Ronnie Joseph de Wys v The Commissioner of Police

Case

[2017] NZSC 62

4 May 2017


IN THE SUPREME COURT OF NEW ZEALAND
SC 14/2017
[2017] NZSC 62
BETWEEN

RONNIE JOSEPH DE WYS
First Applicant

PENELOPE HELEN LOUISA DE WYS
Second Applicant

AND

THE COMMISSIONER OF POLICE
Respondent

Court:

William Young, OʼRegan and Ellen France JJ

Counsel:

D J Taylor for Applicants
S K Barr for Respondent

Judgment:

4 May 2017

JUDGMENT OF THE COURT

The applications for leave to appeal are dismissed.

____________________________________________________________________

REASONS

  1. The applicants seek leave to appeal against the decision of the Court of Appeal that they unlawfully benefited from cultivation and sale of the Class C controlled drug, cannabis, and so their property was liable for forfeiture under the Criminal Proceeds (Recovery) Act 2009.[1]  The Court of Appeal accordingly allowed an appeal by the Commissioner of Police against the judgment of Faire J declining to make forfeiture orders.[2]

    [1]Commissioner of Police v de Wys [2016] NZCA 634 (Cooper, Clifford and Katz JJ) [de Wys (CA)].

    [2]de Wys v Commissioner of Police [2015] NZHC 540 [de Wys (HC)].

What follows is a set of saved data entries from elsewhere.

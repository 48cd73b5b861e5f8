//! commentgate - Tag-based visibility for stored comments
//!
//! Comments are nested documents whose root and protected sub-objects each
//! carry tags. Reads are projected through a field whitelist and redacted
//! against the caller's roles; lifecycle operations assign and toggle tags.

pub mod application;
pub mod cli;
pub mod domain;
pub mod error;
pub mod infrastructure;

pub use error::GateError;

  2. The applications are advanced on the basis there has been a miscarriage of justice because, it is contended, the Court of Appeal erred in relation to its assessment of the facts.[3]

    [3]Supreme Court Act 2003, s 13(2)(b).  Although that Act has now been repealed, this application is still governed by the Act by reason of the transitional provisions of the Senior Courts Act 2016: sch 5, cl 10; and see s 186.

  3. The background is set out in full in the judgments of the High Court[4] and Court of Appeal.[5]  We need note only that over the relevant period the applicants lived and worked on a farm at Arapuni Road, near Putaruru. 

    [4]de Wys (HC), above n 2, at [14]–[30].

    [5]de Wys (CA), above n 1, at [2]–[7].

  4. Essentially, the applicants wish to argue the Court of Appeal was wrong to rely on the evidence of Terry O’Brien, a maize crop harvester who did some work on the maize field at Arapuni Road.  He gave evidence that each time he worked on the property there were rows of maize missing from the middle of the field and of, on one occasion, when Mr de Wys was not forewarned that the harvesting crew were coming, seeing a male removing mature cannabis plants from these central rows.  He identified the man as Mr de Wys.

  5. The applicants say Mr O’Brien’s evidence was inconsistent with that of the first applicant, Mr de Wys.  The latter gave evidence directed to the proposition that, because of the way in which the maize harvesting operation was conducted, it was physically impossible for the man removing the cannabis plants to be Mr de Wys.  Further, the applicants submit the Court of Appeal was wrong to rely on the fact that there was no evidence of another adult male living on the farm.  While there was no evidence of any other adult male living on the property before either Court, the submission is that there was in fact another man living there at the relevant time.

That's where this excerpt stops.